Onun kadife sesi gerçekten büyülüyor bizi.

Orkestrası ise, sanatçının arkasında durabilmek için tüm maharetini sergiliyor.

Bize de hayran hayran izlemek kalıyor.
 

 

Festivalin kapanışı gerçekleştiğinde, boş sahneyi bırakıp gitmekte bile zorlanıyoruz.

02.09.2011


Bugün Rüveyda'nın çalışma mekanındayız.

Aslında bilgiyi işleyen ve erişimimizi kolaylaştıran makineler taşınabilir hale geleli beri çalışma mekanlarının çok önemi kalmadı.

Ama yine de insan psikolojisi mekan ile de motive oluyor ve odaklanma, konsantrasyon seviyesi yükseliyor.

Genelde mekanın ortasındaki büyük çalışma masası tercih ediliyor. Hem daha ferah, hem geniş çalışma alanı sunuyor, hem de başka çalışanlarla alışveriş imkanı sağlıyor.

Sonuçta etkileşim ve paylaşım verimi artırıyor.

01.09.2011


Buradaki zamanımızı olabildiğince faydalı geçirmek için değişik derslere katılıyoruz.

Rüveyda'nın katıldığı derslerden biri de, çalışma konularından biri olan Ekoloji ve Sürdürülebilirlik.

Bu derste genel kavramların ele alınmasından sonra Şikago özeline inerek inceleme ve değerlendirmeler yapılıyor.

Ardından Şikago örneği değerlendirilerek genel çıkarımlara gitme yolu takip ediliyor.

Rüveyda'yı konuk olarak kabul ederek büyük incelik gösteren dersin hocası Eva Kultermann ileride kendisinin de derse katkı verebileceğini belirtiyor.

31.08.2011




Bugün Şikago'yu şekillendiren mimarın, Mies Van Der Rohe'nin inşa ettiği kampüsteki mimarlık okulundayız.

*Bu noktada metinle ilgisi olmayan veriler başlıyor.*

use tracing::{debug, info, warn};

use crate::error::ProgressError;
use crate::progress::action::Action;
use crate::progress::progress_model::{Outcome, TaskFailure};
use crate::trace::logger::TraceLogger;
use crate::trace::trace::TraceEvent;

/// Folds actions over an `Outcome`, one at a time, in caller order.
#[derive(Debug)]
pub struct ProgressEvaluator {
    trace: TraceLogger,
    step: u64,
}

impl ProgressEvaluator {
    pub fn new() -> Self {
        Self::with_trace(TraceLogger::disabled())
    }

    pub fn with_trace(trace: TraceLogger) -> Self {
        Self { trace, step: 0 }
    }

    /// Number of actions handed to this evaluator so far, skipped ones included.
    pub fn steps(&self) -> u64 {
        self.step
    }

    /// Apply `action`, checking its screen first.
    pub fn apply<S>(&mut self, outcome: Outcome<S>, action: &Action<S>) -> Outcome<S> {
        self.apply_with(outcome, action, true)
    }

    /// Apply `action` without the screen check.
    pub fn apply_unchecked<S>(&mut self, outcome: Outcome<S>, action: &Action<S>) -> Outcome<S> {
        self.apply_with(outcome, action, false)
    }

    /// Fold every action of `scenario` starting from `Passing(initial)`.
    pub fn run<S>(&mut self, scenario: &Scenario<S>, initial: S) -> Outcome<S> {
        info!(scenario = scenario.name(), actions = scenario.len(), "running scenario");
        let outcome = scenario
            .actions()
            .iter()
            .fold(Outcome::Passing(initial), |o, a| self.apply(o, a));
        info!(scenario = scenario.name(), status = outcome.status(), "scenario finished");
        outcome
    }

    fn apply_with<S>(
        &mut self,
        outcome: Outcome<S>,
        action: &Action<S>,
        check_screen: bool,
    ) -> Outcome<S> {
        self.step += 1;
        let step = self.step;
        let label = action.label();

        if outcome.is_failing() {
            debug!(step, action = label, "skipped: scenario already failing");
            self.trace.log(
                &TraceEvent::now(step, label)
                    .with_outcome(outcome.status())
                    .skipped(),
            );
            return outcome;
        }

        let (state, mut messages) = outcome.into_parts();
        let before = messages.len();
        let screen_checked = check_screen && action.screen().is_some();

        if let Some(screen) = action.screen().filter(|_| check_screen) {
            if let Err(e) = screen.become_active() {
                warn!(step, action = label, screen = screen.name(), "screen check failed");
                messages.push(format!("{} failed screen check: {}", label, e.message()));
                let next = Outcome::Failing(state, messages);
                self.record(step, label, screen_checked, before, &next);
                return next;
            }
        }

        let next = match action.run(&state) {
            Ok(new_state) if messages.is_empty() => Outcome::Passing(new_state),
            Ok(new_state) => Outcome::Flagging(new_state, messages),
            Err(failure) => fold_failure(label, state, messages, failure),
        };
        self.record(step, label, screen_checked, before, &next);
        next
    }

    fn record<S>(
        &self,
        step: u64,
        label: &str,
        screen_checked: bool,
        messages_before: usize,
        next: &Outcome<S>,
    ) {
        let appended = next.messages().get(messages_before).map(String::as_str);
        if let Some(message) = appended {
            debug!(step, action = label, status = next.status(), "{}", message);
        }
        self.trace.log(
            &TraceEvent::now(step, label)
                .with_screen_check(screen_checked)
                .with_outcome(next.status())
                .with_message(appended),
        );
    }
}

impl Default for ProgressEvaluator {
    fn default() -> Self {
        Self::new()
    }
}

fn fold_failure<S>(
    label: &str,
    state: S,
    mut messages: Vec<String>,
    failure: TaskFailure<S>,
) -> Outcome<S> {
    let TaskFailure {
        error,
        state: reached,
    } = failure;

    if error.is_recoverable() {
        messages.push(format!("{} {}", label, error));
        Outcome::Flagging(reached.unwrap_or(state), messages)
    } else if error.is_precondition() {
        messages.push(format!("{} {}", label, error));
        Outcome::Failing(state, messages)
    } else {
        messages.push(error.message().to_string());
        Outcome::Failing(state, messages)
    }
}

/// Named, non-empty sequence of actions.
#[derive(Debug)]
pub struct Scenario<S> {
    name: String,
    actions: Vec<Action<S>>,
}

impl<S> Scenario<S> {
    pub fn new(name: impl Into<String>, actions: Vec<Action<S>>) -> Result<Self, ProgressError> {
        let name = name.into();
        if actions.is_empty() {
            return Err(ProgressError::Developer(format!(
                "scenario '{}' has no actions",
                name
            )));
        }
        Ok(Self { name, actions })
    }

    pub fn name(&self) -> &str {
        &self.name
    }

    pub fn actions(&self) -> &[Action<S>] {
        &self.actions
    }

    pub fn len(&self) -> usize {
        self.actions.len()
    }

    pub fn is_empty(&self) -> bool {
        self.actions.is_empty()
    }
}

Büyük mimarın yaptığı mimarlık okulu:

"Mimarlık Tapınağı"








Her köşesinde değişik çalışmaların yürütüldüğü, fikirlerin çarpışıp kaynaştığı, kolonlar da dahil olmak üzere hiçbir şeyle bölünmemiş mekan.








Her tarafta değişik projeler üzerinde çalışan değişik seviyelerde öğrenciler.








Üç boyutlu bir sanat olan mimarlık, maketsiz havada kalıyor. Her çalışma maketle destekleniyor o yüzden.
Olması gerektiği gibi...







Sonra büyük boşluktan Mies tarzı merdivenlerle alt kata iniyoruz.

Yine açık ve etkileşimli çalışma alanları. Merdivenden indiğinizde hararetli bir tartışmanın ortasında bulabilirsiniz kendinizi.





Ya da bir sınıfa, sınıf olarak kullanılan açık bir mekana ilişip derse katılabilirsiniz.









Kütüphane bile sadece araştırma yapmak için değil. Kitaplardan alınan fikirler yoğruluyor bir yandan. Alışveriş, tartışma, etkileşim en üst düzeyde.

Her yerde yaşıyor, yaşanıyor mimarlık.











11 Eylül 2011 Pazar

30.08.2011


Biraz da günlük hayattan bahsedelim.


Yorucu bir okul gününün sonunda, akşam dersi sonrası, gecenin dar vakti eve dönerken para çekme makinasına uğruyoruz.

Burada para çekmek için kullandığımız kartlarla alışveriş yapmak çok yaygın. İnsanlar para taşımaktansa anında hesaplarından çekilmesini tercih ediyorlar. Üstelik tüm ticaret kayıt altına alınmış oluyor. Ülkemizde bir türlü yaygınlaşamadı bu.


Ancak bazı yerlerde nakit ihtiyacı oluyor. Mesela toplu taşıma araçlarında. O yüzden ara ara para çekmeden yapamıyoruz.

29.08.2011

Bugün birçok gün yaptığımız gibi eve kapanıp çalışıyoruz. Hep gezilerimizden ve eğlencelerimizden bahsetsek de burada bulunuş amacımız yoğun bir konsantrasyonla sıkı bir çalışma gerçekleştirip mesleki olarak ilerleme.


Bahsetmek istediğim ise bambaşka bir konu.

Art Institute of Chicago müzesini bir günde bitiremediğimizden bahsetmiştik. Müzenin geri kalanını başka bir güne sıkıştırdık.



Bu ikinci gezide ilginç birşeyle karşılaşıyoruz. Güneydoğu Asya kültürlerinin sergilendiği büyük salonda, büyük çoğunluğunu emeklilerin oluşturduğu bir grup, başlarında sanat eğitmeni olduğu belli olan bir hanım ile karakalem resim yapıyorlar, yapmayı öğreniyorlar.


O anda bizim ülkemizdeki emekliler geldi aklıma. Seviye çok mu farklı? Belki değil ama yaklaşım çok farklı.